§ **About this task**: For the entries below, state how many lines contain the string "error". Add nothing else.
#### Records supplied ####
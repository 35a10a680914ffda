use crate::models::NewMovie;

pub const ADMIN_USERNAME: &str = "admin";

/// Catalog provisioned into an empty store, oldest first.
pub fn sample_movies() -> Vec<NewMovie> {
    vec![
        NewMovie {
            title: "El Padrino".to_string(),
            synopsis: "La historia de la familia Corleone, una de las más poderosas familias de la mafia italiana en Nueva York después de la Segunda Guerra Mundial.".to_string(),
            release_date: "2023-10-15".to_string(),
            genre: "drama".to_string(),
            duration: "175".to_string(),
            director: "Francis Ford Coppola".to_string(),
            cast: "Marlon Brando, Al Pacino, James Caan".to_string(),
            poster_url: "https://images.unsplash.com/photo-1536440136628-849c177e76a1?ixlib=rb-4.0.3&auto=format&fit=crop&w=1625&q=80".to_string(),
            trailer_url: "https://www.youtube.com/watch?v=sY1S34973zA".to_string(),
        },
        NewMovie {
            title: "Interestelar".to_string(),
            synopsis: "Un grupo de exploradores espaciales viaja a través de un agujero de gusano en busca de un nuevo hogar para la humanidad.".to_string(),
            release_date: "2023-10-20".to_string(),
            genre: "ciencia-ficcion".to_string(),
            duration: "169".to_string(),
            director: "Christopher Nolan".to_string(),
            cast: "Matthew McConaughey, Anne Hathaway, Jessica Chastain".to_string(),
            poster_url: "https://images.unsplash.com/photo-1534447677768-be436bb09401?ixlib=rb-4.0.3&auto=format&fit=crop&w=1000&q=80".to_string(),
            trailer_url: "https://www.youtube.com/watch?v=zSWdZVtXT7E".to_string(),
        },
    ]
}
use std::sync::Arc;

use axum::{
    Router,
    body::Body,
    http::{Request, StatusCode, header},
};
use cine_universidad::{
    AppState, build_router,
    config::{Config, Environment, StorageBackend},
    error::{AppError, AppResult},
    models::{Movie, MoviePatch, NewMovie, User},
    store::MovieStore,
};
use http_body_util::BodyExt;
use serde_json::{Value, json};
use tower::ServiceExt;

const ADMIN_KEY: &str = "universidad2023";
const FALLBACK: &str = "https://images.unsplash.com/photo-1536440136628-849c177e76a1?ixlib=rb-4.0.3&auto=format&fit=crop&w=1625&q=80";

async fn app_with(storage: StorageBackend, environment: Environment) -> (tempfile::TempDir, Router) {
    let dir = tempfile::tempdir().unwrap();
    let config = Config {
        environment,
        storage,
        database_url: format!("sqlite://{}?mode=rwc", dir.path().join("cine.db").display()),
        data_file: dir.path().join("peliculas.json"),
        ..Config::default()
    };
    let state: Arc<AppState> = AppState::from_config(config).await.unwrap();
    (dir, build_router(state))
}

async fn app() -> (tempfile::TempDir, Router) {
    app_with(StorageBackend::Sqlite, Environment::Development).await
}

async fn send(app: &Router, method: &str, uri: &str, body: Option<Value>) -> (StatusCode, Value) {
    send_with(app, method, uri, body, None).await
}

async fn send_with(
    app: &Router,
    method: &str,
    uri: &str,
    body: Option<Value>,
    token: Option<&str>,
) -> (StatusCode, Value) {
    let mut req = Request::builder().method(method).uri(uri);
    if let Some(token) = token {
        req = req.header(header::AUTHORIZATION, format!("Bearer {token}"));
    }
    let req = match body {
        Some(body) => req
            .header(header::CONTENT_TYPE, "application/json")
            .body(Body::from(body.to_string()))
            .unwrap(),
        None => req.body(Body::empty()).unwrap(),
    };

    let res = app.clone().oneshot(req).await.unwrap();
    let status = res.status();
    let bytes = res.into_body().collect().await.unwrap().to_bytes();
    let json = serde_json::from_slice(&bytes).unwrap_or(Value::Null);
    (status, json)
}

#[tokio::test]
async fn health_reports_environment() {
    let (_dir, app) = app().await;
    let (status, body) = send(&app, "GET", "/api/health", None).await;
    assert_eq!(status, StatusCode::OK);
    assert_eq!(body["status"], "OK");
    assert_eq!(body["environment"], "development");
    assert!(body["timestamp"].is_string());
}

#[tokio::test]
async fn create_delete_then_get_is_not_found() {
    for storage in [StorageBackend::Sqlite, StorageBackend::JsonFile] {
        let (_dir, app) = app_with(storage, Environment::Development).await;

        let (status, created) = send(
            &app,
            "POST",
            "/api/peliculas",
            Some(json!({
                "titulo": "X",
                "sinopsis": "Y",
                "fecha": "2024-01-01",
                "adminKey": ADMIN_KEY
            })),
        )
        .await;
        assert_eq!(status, StatusCode::CREATED, "{storage:?}");
        assert_eq!(created["genero"], "No especificado");
        assert_eq!(created["duracion"], "120");
        assert_eq!(created["imagen"], FALLBACK);
        assert!(created["fechaCreacion"].is_string());

        let id = created["id"].as_i64().unwrap();
        let (status, fetched) = send(&app, "GET", &format!("/api/peliculas/{id}"), None).await;
        assert_eq!(status, StatusCode::OK);
        assert_eq!(fetched, created);

        let (status, deleted) = send(
            &app,
            "DELETE",
            &format!("/api/peliculas/{id}"),
            Some(json!({ "adminKey": ADMIN_KEY })),
        )
        .await;
        assert_eq!(status, StatusCode::OK);
        assert_eq!(deleted["success"], true);
        assert_eq!(deleted["id"], id);
        assert_eq!(deleted["peliculasRestantes"], 2);

        let (status, body) = send(&app, "GET", &format!("/api/peliculas/{id}"), None).await;
        assert_eq!(status, StatusCode::NOT_FOUND);
        assert_eq!(body["error"], "Película no encontrada");
    }
}

#[tokio::test]
async fn wrong_admin_key_is_forbidden_and_changes_nothing() {
    let (_dir, app) = app().await;
    let (_, before) = send(&app, "GET", "/api/peliculas", None).await;
    let id = before[0]["id"].as_i64().unwrap();

    let bad = json!({ "titulo": "X", "sinopsis": "Y", "fecha": "2024-01-01", "adminKey": "nope" });
    let (status, body) = send(&app, "POST", "/api/peliculas", Some(bad.clone())).await;
    assert_eq!(status, StatusCode::FORBIDDEN);
    assert_eq!(body["error"], "Acceso no autorizado");

    let (status, _) = send(&app, "PUT", &format!("/api/peliculas/{id}"), Some(bad)).await;
    assert_eq!(status, StatusCode::FORBIDDEN);

    let (status, _) =
        send(&app, "DELETE", &format!("/api/peliculas/{id}"), Some(json!({ "adminKey": "x" })))
            .await;
    assert_eq!(status, StatusCode::FORBIDDEN);

    let (_, after) = send(&app, "GET", "/api/peliculas", None).await;
    assert_eq!(before, after);
}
####
§ **Solution for this task**: 3